> [THE PROBLEM]: Beginning with the line below that contains "duration and the" and ending with the line that contains "let current = Config::read()?;", copy every line exactly. Copy nothing else.

> [DATA PROVIDED]:

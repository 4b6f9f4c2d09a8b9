//! Interactive configuration setup.
//!
//! A small wizard for the two persisted settings: work duration and the
//! reminder music path. Existing values are offered as defaults so re-running
//! the wizard only changes what the user touches.

use crate::libs::config::{parse_work_duration, Config};
use crate::libs::messages::Message;
use crate::msg_success;
use anyhow::Result;
use clap::Args;
use dialoguer::{theme::ColorfulTheme, Input};
use std::path::PathBuf;

#[derive(Debug, Args)]
pub struct InitArgs {
    /// Reset the configuration to defaults instead of running the wizard
    #[arg(short, long)]
    reset: bool,
}

pub fn cmd(args: InitArgs) -> Result<()> {
    if args.reset {
        Config::default().save()?;
        msg_success!(Message::ConfigSaved);
        return Ok(());
    }

    let current = Config::read()?;

    let work_duration: u64 = Input::with_theme(&ColorfulTheme::default())
        .with_prompt(Message::PromptWorkDuration.to_string())
        .default(current.work_duration)
        .validate_with(|input: &u64| parse_work_duration(&input.to_string()).map(|_| ()).map_err(|e| e.to_string()))
        .interact_text()?;

    let music_default = current.music_path.as_ref().map(|p| p.display().to_string()).unwrap_or_default();
    let music_input: String = Input::with_theme(&ColorfulTheme::default())
        .with_prompt(Message::PromptMusicPath.to_string())
        .allow_empty(true)
        .default(music_default)
        .validate_with(|input: &String| {
            let trimmed = input.trim();
            if trimmed.is_empty() || PathBuf::from(trimmed).exists() {
                Ok(())
            } else {
                Err(Message::AudioTrackMissing(trimmed.to_string()).to_string())
            }
        })
        .interact_text()?;

    let music_path = {
        let trimmed = music_input.trim();
        if trimmed.is_empty() {
            None
        } else {
            Some(PathBuf::from(trimmed))
        }
    };

    let config = Config { music_path, work_duration };
    config.save()?;
    msg_success!(Message::ConfigSaved);
    Ok(())
}
//! Run-at-login management command.

use crate::libs::{autostart, messages::Message};
use crate::msg_print;
use anyhow::Result;
use clap::{Args, Subcommand};

#[derive(Debug, Args)]
pub struct AutostartArgs {
    #[command(subcommand)]
    command: AutostartCommand,
}

#[derive(Debug, Subcommand)]
enum AutostartCommand {
    /// Enable run-at-login for the current user
    Enable,
    /// Disable run-at-login (tolerates a missing entry)
    Disable,
    /// Show current autostart status
    Status,
}

pub fn cmd(args: AutostartArgs) -> Result<()> {
    match args.command {
        AutostartCommand::Enable => {
            autostart::enable()?;
            Ok(())
        }
        AutostartCommand::Disable => {
            autostart::disable()?;
            Ok(())
        }
        AutostartCommand::Status => {
            let status = autostart::status()?;
            msg_print!(Message::AutostartStatus(status));
            Ok(())
        }
    }
}
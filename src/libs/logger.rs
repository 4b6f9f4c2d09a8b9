//! File logging for the tray process.
//!
//! The tray process is windowless, so the append-only log file in the
//! application data directory is its only diagnostic surface. `init` installs
//! a `tracing` subscriber writing there and flips the message macros over to
//! the tracing sink; `install_panic_hook` makes sure even a fatal panic
//! leaves a trace in the file before the process dies.

use super::data_storage::DataStorage;
use super::messages::{macros, Message};
use crate::msg_error;
use anyhow::Result;
use std::fs::{File, OpenOptions};
use std::io::{self, Write};
use std::path::PathBuf;
use std::sync::Arc;
use tracing_subscriber::EnvFilter;

pub const LOG_FILE_NAME: &str = "deskbreak.log";

/// `MakeWriter` target sharing one append-mode file handle.
#[derive(Clone)]
struct LogWriter(Arc<File>);

impl Write for LogWriter {
    fn write(&mut self, buf: &[u8]) -> io::Result<usize> {
        (&*self.0).write(buf)
    }

    fn flush(&mut self) -> io::Result<()> {
        (&*self.0).flush()
    }
}

/// Opens the log file and installs the global tracing subscriber.
///
/// Returns the log file path. Calling this twice is an error from
/// `tracing_subscriber`; the run command calls it exactly once.
pub fn init() -> Result<PathBuf> {
    let path = DataStorage::new().get_path(LOG_FILE_NAME)?;
    let file = OpenOptions::new().create(true).append(true).open(&path)?;
    let writer = LogWriter(Arc::new(file));

    tracing_subscriber::fmt()
        .with_env_filter(EnvFilter::try_from_default_env().unwrap_or_else(|_| EnvFilter::new("info")))
        .with_ansi(false)
        .with_writer(move || writer.clone())
        .init();

    macros::set_file_logging(true);
    tracing::info!("{}", Message::LogFileOpened(path.display().to_string()));
    Ok(path)
}

/// Routes panics from any thread into the log before the default abort path.
pub fn install_panic_hook() {
    let default_hook = std::panic::take_hook();
    std::panic::set_hook(Box::new(move |info| {
        msg_error!(Message::PanicCaptured(info.to_string()));
        default_hook(info);
    }));
}
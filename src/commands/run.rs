//! Tray application launch command.
//!
//! By default `run` re-spawns the executable as a detached, windowless
//! process and returns, so the console the user typed into is released
//! immediately. The detached child runs with `--foreground` and owns
//! everything: the single-instance guard, the log file, the audio thread,
//! the monitor loop and the tray icon.

use crate::libs::audio::AudioPlayer;
use crate::libs::config::Config;
use crate::libs::instance::InstanceLock;
use crate::libs::messages::Message;
use crate::libs::monitor::Monitor;
use crate::libs::{assets, daemon, logger};
use crate::{msg_info, msg_print};
use anyhow::Result;
use clap::Args;

#[derive(Debug, Args)]
pub struct RunArgs {
    /// Run attached to the current console instead of detaching
    #[arg(long)]
    foreground: bool,
}

pub async fn cmd(args: RunArgs) -> Result<()> {
    if !args.foreground {
        return daemon::spawn();
    }

    // First to bind the port wins; every later instance exits silently with
    // success and without any dialog.
    let Some(_guard) = InstanceLock::acquire() else {
        msg_print!(Message::AppAlreadyRunning);
        return Ok(());
    };

    logger::init()?;
    logger::install_panic_hook();
    msg_info!(Message::AppStarted);

    let config = Config::read()?;

    // Fall back to the generated chime when no usable track is configured.
    let chime = assets::ensure_default_chime()?;
    let audio = AudioPlayer::spawn();
    let track = config.music_path.clone().filter(|path| path.exists()).unwrap_or(chime);
    audio.set_track(&track);

    let monitor = Monitor::new(config.work_duration, audio.clone());

    #[cfg(windows)]
    {
        let tray_monitor = monitor.clone();
        let tray_audio = audio.clone();
        std::thread::Builder::new()
            .name("tray".into())
            .spawn(move || crate::libs::tray::run(tray_monitor, tray_audio))?;
    }

    #[cfg(not(windows))]
    {
        use crate::msg_warning;
        msg_warning!(Message::TrayUnavailable);
    }

    daemon::run_with_signal_handling(monitor).await
}
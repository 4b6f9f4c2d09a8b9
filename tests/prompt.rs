#[cfg(test)]
mod tests {
    use deskbreak::libs::prompt::{CountdownTick, PromptChoice, PromptFlow};

    #[test]
    fn test_countdown_inactive_before_choice() {
        let mut flow = PromptFlow::new(300);
        assert_eq!(flow.tick(), CountdownTick::Inactive);
        assert_eq!(flow.choice(), None);
    }

    #[test]
    fn test_start_rest_fires_once() {
        let mut flow = PromptFlow::new(300);
        assert!(flow.choose_start_rest());
        assert!(!flow.choose_start_rest());
        assert!(!flow.choose_snooze());
        assert_eq!(flow.choice(), Some(PromptChoice::StartRest));
    }

    #[test]
    fn test_snooze_fires_once_and_blocks_rest() {
        let mut flow = PromptFlow::new(300);
        assert!(flow.choose_snooze());
        assert!(!flow.choose_snooze());
        assert!(!flow.choose_start_rest());
        assert_eq!(flow.choice(), Some(PromptChoice::Snooze));

        // Snooze never starts the countdown.
        assert_eq!(flow.tick(), CountdownTick::Inactive);
    }

    #[test]
    fn test_countdown_runs_to_zero_then_finishes() {
        let mut flow = PromptFlow::new(2);
        assert!(flow.choose_start_rest());

        assert_eq!(flow.tick(), CountdownTick::Display(2));
        assert_eq!(flow.tick(), CountdownTick::Display(1));
        // Zero is displayed for a full second before the window closes.
        assert_eq!(flow.tick(), CountdownTick::Display(0));
        assert_eq!(flow.tick(), CountdownTick::Finished);
        assert_eq!(flow.tick(), CountdownTick::Inactive);
    }
}
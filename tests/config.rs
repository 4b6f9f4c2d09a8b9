#[cfg(test)]
mod tests {
    use deskbreak::libs::config::{parse_work_duration, Config, CONFIG_FILE_NAME, DEFAULT_WORK_DURATION};
    use deskbreak::libs::data_storage::DataStorage;
    use std::path::PathBuf;
    use std::sync::{Mutex, MutexGuard};
    use tempfile::TempDir;

    /// Points the app data directory at a fresh temp dir for one test.
    /// Environment variables are process-wide, so tests in this binary are
    /// serialized through a lock.
    struct TestEnv {
        _guard: MutexGuard<'static, ()>,
        _temp_dir: TempDir,
    }

    impl TestEnv {
        fn new() -> Self {
            static LOCK: Mutex<()> = Mutex::new(());
            let guard = LOCK.lock().unwrap_or_else(|e| e.into_inner());
            let temp_dir = tempfile::tempdir().unwrap();
            std::env::set_var("HOME", temp_dir.path());
            std::env::set_var("LOCALAPPDATA", temp_dir.path());
            TestEnv {
                _guard: guard,
                _temp_dir: temp_dir,
            }
        }
    }

    #[test]
    fn test_default_config() {
        let config = Config::default();
        assert_eq!(config.music_path, None);
        assert_eq!(config.work_duration, DEFAULT_WORK_DURATION);
    }

    #[test]
    fn test_read_nonexistent_config() {
        let _env = TestEnv::new();
        // When no config file exists, read() should return the defaults.
        let config = Config::read().unwrap();
        assert_eq!(config, Config::default());
    }

    #[test]
    fn test_save_and_read_round_trip() {
        let _env = TestEnv::new();
        let config = Config {
            music_path: Some(PathBuf::from("/x/y.mp3")),
            work_duration: 40,
        };
        config.save().unwrap();

        let read_config = Config::read().unwrap();
        assert_eq!(read_config, config);
    }

    #[test]
    fn test_corrupt_config_falls_back_to_defaults() {
        let _env = TestEnv::new();
        let path = DataStorage::new().get_path(CONFIG_FILE_NAME).unwrap();
        std::fs::write(&path, "{ this is not json").unwrap();

        let config = Config::read().unwrap();
        assert_eq!(config, Config::default());
    }

    #[test]
    fn test_missing_work_duration_defaults() {
        let _env = TestEnv::new();
        let path = DataStorage::new().get_path(CONFIG_FILE_NAME).unwrap();
        std::fs::write(&path, r#"{ "music_path": null }"#).unwrap();

        let config = Config::read().unwrap();
        assert_eq!(config.work_duration, DEFAULT_WORK_DURATION);
    }

    #[test]
    fn test_parse_work_duration() {
        assert_eq!(parse_work_duration("1").unwrap(), 1);
        assert_eq!(parse_work_duration(" 25 ").unwrap(), 25);
        assert_eq!(parse_work_duration("120").unwrap(), 120);

        assert!(parse_work_duration("0").is_err());
        assert!(parse_work_duration("121").is_err());
        assert!(parse_work_duration("abc").is_err());
        assert!(parse_work_duration("").is_err());
        assert!(parse_work_duration("12.5").is_err());
    }
}
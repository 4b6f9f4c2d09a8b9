fn main() {
    // Embed version metadata into the Windows executable so the binary shows
    // proper details in Explorer and the Task Manager.
    #[cfg(windows)]
    {
        let mut res = winres::WindowsResource::new();
        res.set("ProductName", "DeskBreak");
        res.set("FileDescription", "DeskBreak sedentary break reminder");
        if let Err(e) = res.compile() {
            println!("cargo:warning=failed to embed Windows resources: {}", e);
        }
    }
}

> [WRITTEN SOLUTION]:
//! A small wizard for the two persisted settings: work duration and the
//! reminder music path. Existing values are offered as defaults so re-running
//! the wizard only changes what the user touches.

use crate::libs::config::{parse_work_duration, Config};
use crate::libs::messages::Message;
use crate::msg_success;
use anyhow::Result;
use clap::Args;
use dialoguer::{theme::ColorfulTheme, Input};
use std::path::PathBuf;

#[derive(Debug, Args)]
pub struct InitArgs {
    /// Reset the configuration to defaults instead of running the wizard
    #[arg(short, long)]
    reset: bool,
}

pub fn cmd(args: InitArgs) -> Result<()> {
    if args.reset {
        Config::default().save()?;
        msg_success!(Message::ConfigSaved);
        return Ok(());
    }

    let current = Config::read()?;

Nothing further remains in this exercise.